# TASK
Where the line with "logging::init();" appears below, start writing out lines exactly, and finish with the line with "a ground line", which is included; write out nothing else.

[Collected data]
###

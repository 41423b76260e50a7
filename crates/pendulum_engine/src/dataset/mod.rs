//! Dataset generation
//!
//! The orchestration side of the crate: sampling scenes, writing images and
//! the label table, and checking a finished dataset directory.

pub mod generator;
pub mod manifest;
pub mod table;

pub use generator::{DatasetGenerator, DatasetSummary};
pub use manifest::{DatasetManifest, ManifestReport};
pub use table::{read_rows, LabelRow, LabelTableWriter, LABEL_HEADER};

use std::path::PathBuf;

use crate::config::ConfigError;
use crate::render::RenderError;
use thiserror::Error;

/// Dataset errors
#[derive(Error, Debug)]
pub enum DatasetError {
    /// Invalid generator configuration
    #[error("Config error: {0}")]
    Config(#[from] ConfigError),

    /// Renderer construction or image output failed
    #[error("Render error: {0}")]
    Render(#[from] RenderError),

    /// Output path could not be created or opened
    #[error("Cannot write to {}: {source}", .path.display())]
    Output {
        /// Offending path
        path: PathBuf,
        /// Underlying IO error
        #[source]
        source: std::io::Error,
    },

    /// IO error
    #[error("IO error: {0}")]
    Io(#[from] std::io::Error),

    /// Label table could not be written or parsed
    #[error("CSV error: {0}")]
    Csv(#[from] csv::Error),

    /// A sample produced NaN or infinite labels
    #[error("Labels of {0} are not finite")]
    NonFiniteLabels(String),

    /// Label table and images disagree, or the table is malformed
    #[error("Manifest error: {0}")]
    Manifest(String),
}
//! Pendulum shadow dataset generator
//!
//! Reads `pendulum_dataset.toml` (or `pendulum_dataset.ron`) from the working
//! directory when present, otherwise uses the built-in defaults. Writes one
//! PNG per sample plus `labels.csv`, then checks that both agree.

use std::path::Path;

use pendulum_engine::foundation::logging;
use pendulum_engine::prelude::*;

const CONFIG_CANDIDATES: [&str; 2] = ["pendulum_dataset.toml", "pendulum_dataset.ron"];

fn main() -> Result<(), Box<dyn std::error::Error>> {
    logging::init();

    // first candidate that exists, else the TOML name (which falls back to defaults)
    let path = CONFIG_CANDIDATES
        .into_iter()
        .find(|candidate| Path::new(candidate).exists())
        .unwrap_or(CONFIG_CANDIDATES[0]);
    let config = GeneratorConfig::load_or_default(path)?;
    let dataset = config.dataset.clone();

    let summary = DatasetGenerator::new(config)?.run()?;

    let report = DatasetManifest::load_for(&dataset)?.verify(&dataset.filename_prefix)?;
    log::info!(
        "Verified {} label rows against {} images in {}",
        report.rows,
        report.images,
        summary.output_dir.display()
    );
    Ok(())
}
//! # Pendulum Engine
//!
//! Synthesizes labeled images of a simple pendulum lit by a movable point
//! light, together with ground-truth labels for each image.
//!
//! ## Features
//!
//! - **Closed-form scene geometry**: light, rod and shadow positions derived from two angles
//! - **Shadow projection**: rays from the light through the rod endpoints onto a ground line
//! - **Raster output**: RGB canvas rendering and PNG encoding
//! - **Dataset orchestration**: seedable sampling, image files and a CSV label table
//! - **Verification**: label table and image files checked for one-to-one correspondence
//!
//! ## Quick Start
//!
//! ```rust,no_run
//! use pendulum_engine::prelude::*;
//!
//! fn main() -> Result<(), Box<dyn std::error::Error>> {
//!     let renderer = SceneRenderer::from_config(&GeneratorConfig::default())?;
//!     let sample = renderer.render(0.0, 0.3, &mut FixedLightOffset(12.0));
//!     println!("labels: {:?}", sample.labels.to_array());
//!
//!     let config = GeneratorConfig::default().with_sample_count(10).with_seed(1);
//!     let summary = DatasetGenerator::new(config)?.run()?;
//!     println!("wrote {} samples", summary.sample_count);
//!     Ok(())
//! }
//! ```

#![warn(missing_docs)]

pub mod config;
pub mod core;
pub mod dataset;
pub mod foundation;
pub mod render;
pub mod scene;

/// Common imports for engine users
pub mod prelude {
    pub use crate::{
        config::{Config, ConfigError},
        core::config::{DatasetConfig, GeneratorConfig, SceneConfig, StyleConfig},
        dataset::{DatasetError, DatasetGenerator, DatasetManifest, DatasetSummary, LabelRow},
        foundation::math::{Point2, Vec2},
        render::{RenderError, RenderedSample, SceneRenderer},
        scene::{FixedLightOffset, LabelVector, LightOffsetSource, SceneGeometry, SceneParams},
    };
}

###

# THE COMPLETED TASK
    logging::init();

    // first candidate that exists, else the TOML name (which falls back to defaults)
    let path = CONFIG_CANDIDATES
        .into_iter()
        .find(|candidate| Path::new(candidate).exists())
        .unwrap_or(CONFIG_CANDIDATES[0]);
    let config = GeneratorConfig::load_or_default(path)?;
    let dataset = config.dataset.clone();

    let summary = DatasetGenerator::new(config)?.run()?;

    let report = DatasetManifest::load_for(&dataset)?.verify(&dataset.filename_prefix)?;
    log::info!(
        "Verified {} label rows against {} images in {}",
        report.rows,
        report.images,
        summary.output_dir.display()
    );
    Ok(())
}
//! # Pendulum Engine
//!
//! Synthesizes labeled images of a simple pendulum lit by a movable point
//! light, together with ground-truth labels for each image.
//!
//! ## Features
//!
//! - **Closed-form scene geometry**: light, rod and shadow positions derived from two angles
//! - **Shadow projection**: rays from the light through the rod endpoints onto a ground line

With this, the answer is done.